**TASK REQUIREMENTS:** Below are lines of data. Give the number of them that contain the string "outcomes", and nothing else.

**RECORDS FOR PROCESSING:**

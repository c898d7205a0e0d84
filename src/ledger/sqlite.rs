//! SQLite implementation of the ledger

use rusqlite::{Connection, OptionalExtension, Row, params};
use tracing::debug;
use uuid::Uuid;

use super::store::{AppendOutcome, Expiry, LedgerStore};
use crate::db::LoyaltyDb;
use crate::error::{LoyaltyError, LoyaltyResult};
use crate::models::{Metadata, NewTransaction, Totals, Transaction, TransactionKind};

const TX_COLUMNS: &str = "id, member_id, kind, points, source, source_id, dedup_key, \
     metadata_json, created_at, expires_at, expired_at";

/// Source tag for the audit entries written by [`LedgerStore::expire`]
pub const EXPIRY_SOURCE: &str = "expiry";

/// Ledger backed by the `transactions` and `member_balances` tables
#[derive(Clone)]
pub struct SqliteLedger {
    db: LoyaltyDb,
}

impl SqliteLedger {
    pub fn new(db: LoyaltyDb) -> Self {
        Self { db }
    }

    fn row_to_transaction(row: &Row<'_>) -> rusqlite::Result<Transaction> {
        let metadata: Metadata = row
            .get::<_, String>(7)
            .ok()
            .and_then(|s| serde_json::from_str(&s).ok())
            .unwrap_or_default();
        Ok(Transaction {
            id: row.get(0)?,
            member_id: row.get(1)?,
            kind: row.get(2)?,
            points: row.get(3)?,
            source: row.get(4)?,
            source_id: row.get(5)?,
            dedup_key: row.get(6)?,
            metadata,
            created_at: row.get(8)?,
            expires_at: row.get(9)?,
            expired_at: row.get(10)?,
        })
    }

    fn get_in(conn: &Connection, transaction_id: &str) -> LoyaltyResult<Option<Transaction>> {
        let sql = format!("SELECT {TX_COLUMNS} FROM transactions WHERE id = ?1");
        let tx = conn
            .query_row(&sql, params![transaction_id], Self::row_to_transaction)
            .optional()?;
        Ok(tx)
    }

    fn find_in(
        conn: &Connection,
        member_id: &str,
        dedup_key: &str,
    ) -> LoyaltyResult<Option<Transaction>> {
        let sql =
            format!("SELECT {TX_COLUMNS} FROM transactions WHERE member_id = ?1 AND dedup_key = ?2");
        let tx = conn
            .query_row(&sql, params![member_id, dedup_key], Self::row_to_transaction)
            .optional()?;
        Ok(tx)
    }

    fn totals_in(conn: &Connection, member_id: &str) -> LoyaltyResult<Totals> {
        let totals = conn
            .query_row(
                "SELECT balance, lifetime_points FROM member_balances WHERE member_id = ?1",
                params![member_id],
                |r| {
                    Ok(Totals {
                        balance: r.get(0)?,
                        lifetime_points: r.get(1)?,
                    })
                },
            )
            .optional()?;
        Ok(totals.unwrap_or_default())
    }

    /// Insert a new row and bump the running totals. Caller checks dedup first
    /// and owns the surrounding SQL transaction.
    fn insert_in(conn: &Connection, entry: NewTransaction, now: i64) -> LoyaltyResult<Transaction> {
        let id = Uuid::new_v4().to_string();
        let metadata_json = serde_json::to_string(&entry.metadata)?;

        conn.execute(
            r#"INSERT INTO transactions
               (id, member_id, kind, points, source, source_id, dedup_key,
                metadata_json, created_at, expires_at, expired_at)
               VALUES (?1, ?2, ?3, ?4, ?5, ?6, ?7, ?8, ?9, ?10, NULL)"#,
            params![
                id,
                entry.member_id,
                entry.kind,
                entry.points,
                entry.source,
                entry.source_id,
                entry.dedup_key,
                metadata_json,
                now,
                entry.expires_at,
            ],
        )?;

        let lifetime_delta = if entry.kind.counts_toward_lifetime() && entry.points > 0 {
            entry.points
        } else {
            0
        };
        conn.execute(
            r#"INSERT INTO member_balances (member_id, balance, lifetime_points, updated_at)
               VALUES (?1, ?2, ?3, ?4)
               ON CONFLICT(member_id) DO UPDATE SET
                   balance = balance + ?2,
                   lifetime_points = lifetime_points + ?3,
                   updated_at = ?4"#,
            params![entry.member_id, entry.points, lifetime_delta, now],
        )?;

        Ok(Transaction {
            id,
            member_id: entry.member_id,
            kind: entry.kind,
            points: entry.points,
            source: entry.source,
            source_id: entry.source_id,
            dedup_key: entry.dedup_key,
            metadata: entry.metadata,
            created_at: now,
            expires_at: entry.expires_at,
            expired_at: None,
        })
    }

    fn append_in(conn: &Connection, entry: NewTransaction, now: i64) -> LoyaltyResult<AppendOutcome> {
        if let Some(existing) = Self::find_in(conn, &entry.member_id, &entry.dedup_key)? {
            debug!(
                member_id = %entry.member_id,
                dedup_key = %entry.dedup_key,
                "Duplicate transaction, returning existing"
            );
            return Ok(AppendOutcome::Duplicate(existing));
        }
        Ok(AppendOutcome::Appended(Self::insert_in(conn, entry, now)?))
    }
}

impl LedgerStore for SqliteLedger {
    fn append(&self, entry: NewTransaction, now: i64) -> LoyaltyResult<AppendOutcome> {
        let mut conn = self.db.conn();
        let tx = conn.transaction()?;
        let outcome = Self::append_in(&tx, entry, now)?;
        tx.commit()?;
        Ok(outcome)
    }

    fn append_group(
        &self,
        entries: Vec<NewTransaction>,
        now: i64,
    ) -> LoyaltyResult<Vec<AppendOutcome>> {
        let mut conn = self.db.conn();
        let tx = conn.transaction()?;

        let mut existing = Vec::with_capacity(entries.len());
        for entry in &entries {
            existing.push(Self::find_in(&tx, &entry.member_id, &entry.dedup_key)?);
        }

        let found = existing.iter().filter(|e| e.is_some()).count();
        if found == entries.len() {
            return Ok(existing
                .into_iter()
                .flatten()
                .map(AppendOutcome::Duplicate)
                .collect());
        }
        if found > 0 {
            // Groups are written atomically, so a half-present group means a
            // dedup key was reused by an unrelated operation
            let (entry, _) = entries
                .iter()
                .zip(&existing)
                .find(|(_, e)| e.is_some())
                .ok_or_else(|| LoyaltyError::LedgerConflict {
                    dedup_key: String::new(),
                })?;
            return Err(LoyaltyError::LedgerConflict {
                dedup_key: entry.dedup_key.clone(),
            });
        }

        let mut outcomes = Vec::with_capacity(entries.len());
        for entry in entries {
            outcomes.push(AppendOutcome::Appended(Self::insert_in(&tx, entry, now)?));
        }
        tx.commit()?;
        Ok(outcomes)
    }

    fn totals(&self, member_id: &str) -> LoyaltyResult<Totals> {
        let conn = self.db.conn();
        Self::totals_in(&conn, member_id)
    }

    fn expire(&self, transaction_id: &str, at: i64) -> LoyaltyResult<Expiry> {
        let mut conn = self.db.conn();
        let tx = conn.transaction()?;

        let mut original = Self::get_in(&tx, transaction_id)?
            .ok_or_else(|| LoyaltyError::TransactionNotFound(transaction_id.to_string()))?;
        let audit_key = format!("expire:{}", original.id);

        if original.is_expired() {
            let audit = Self::find_in(&tx, &original.member_id, &audit_key)?;
            return Ok(Expiry {
                original,
                audit,
                already_expired: true,
            });
        }
        if original.points <= 0 {
            return Err(LoyaltyError::InvalidPoints(original.points));
        }

        let totals = Self::totals_in(&tx, &original.member_id)?;
        // Points already spent from this credit are not clawed back
        let spent = (original.points - totals.balance).max(0);

        tx.execute(
            "UPDATE transactions SET expired_at = ?2 WHERE id = ?1",
            params![original.id, at],
        )?;
        tx.execute(
            "UPDATE member_balances SET balance = balance - ?2, updated_at = ?3 WHERE member_id = ?1",
            params![original.member_id, original.points, at],
        )?;

        let entry = NewTransaction::new(
            original.member_id.clone(),
            TransactionKind::Expire,
            spent,
            EXPIRY_SOURCE,
            audit_key,
        )
        .source_id(original.id.clone())
        .meta("expired_transaction_id", original.id.clone())
        .meta("expired_points", original.points);
        let audit = Self::append_in(&tx, entry, at)?.into_transaction();
        tx.commit()?;

        original.expired_at = Some(at);
        Ok(Expiry {
            original,
            audit: Some(audit),
            already_expired: false,
        })
    }

    fn transaction(&self, transaction_id: &str) -> LoyaltyResult<Option<Transaction>> {
        let conn = self.db.conn();
        Self::get_in(&conn, transaction_id)
    }

    fn find_by_dedup_key(
        &self,
        member_id: &str,
        dedup_key: &str,
    ) -> LoyaltyResult<Option<Transaction>> {
        let conn = self.db.conn();
        Self::find_in(&conn, member_id, dedup_key)
    }

    fn transactions(&self, member_id: &str) -> LoyaltyResult<Vec<Transaction>> {
        let conn = self.db.conn();
        let sql = format!(
            "SELECT {TX_COLUMNS} FROM transactions WHERE member_id = ?1 ORDER BY created_at, rowid"
        );
        let mut stmt = conn.prepare(&sql)?;
        let rows = stmt
            .query_map(params![member_id], Self::row_to_transaction)?
            .collect::<rusqlite::Result<Vec<_>>>()?;
        Ok(rows)
    }

    fn count_by_source(
        &self,
        member_id: &str,
        source: &str,
        since: Option<i64>,
    ) -> LoyaltyResult<u64> {
        let conn = self.db.conn();
        let count: i64 = conn.query_row(
            "SELECT COUNT(*) FROM transactions WHERE member_id = ?1 AND source = ?2 AND created_at >= ?3",
            params![member_id, source, since.unwrap_or(i64::MIN)],
            |r| r.get(0),
        )?;
        Ok(count.max(0) as u64)
    }

    fn due_for_expiry(&self, now: i64, limit: usize) -> LoyaltyResult<Vec<Transaction>> {
        let conn = self.db.conn();
        let sql = format!(
            "SELECT {TX_COLUMNS} FROM transactions
             WHERE expired_at IS NULL AND expires_at IS NOT NULL AND expires_at <= ?1 AND points > 0
             ORDER BY expires_at, rowid LIMIT ?2"
        );
        let mut stmt = conn.prepare(&sql)?;
        let rows = stmt
            .query_map(params![now, limit as i64], Self::row_to_transaction)?
            .collect::<rusqlite::Result<Vec<_>>>()?;
        Ok(rows)
    }

    fn recompute(&self, member_id: &str) -> LoyaltyResult<Totals> {
        let conn = self.db.conn();
        let totals = conn.query_row(
            r#"SELECT
                   COALESCE(SUM(CASE WHEN expired_at IS NULL THEN points ELSE 0 END), 0),
                   COALESCE(SUM(CASE WHEN kind IN ('earn', 'bonus') AND points > 0 THEN points ELSE 0 END), 0)
               FROM transactions WHERE member_id = ?1"#,
            params![member_id],
            |r| {
                Ok(Totals {
                    balance: r.get(0)?,
                    lifetime_points: r.get(1)?,
                })
            },
        )?;
        Ok(totals)
    }

    fn restore_totals(&self, member_id: &str, now: i64) -> LoyaltyResult<Totals> {
        let totals = self.recompute(member_id)?;
        let conn = self.db.conn();
        conn.execute(
            r#"INSERT INTO member_balances (member_id, balance, lifetime_points, updated_at)
               VALUES (?1, ?2, ?3, ?4)
               ON CONFLICT(member_id) DO UPDATE SET
                   balance = ?2, lifetime_points = ?3, updated_at = ?4"#,
            params![member_id, totals.balance, totals.lifetime_points, now],
        )?;
        Ok(totals)
    }
}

**YOUR SOLUTION:** 3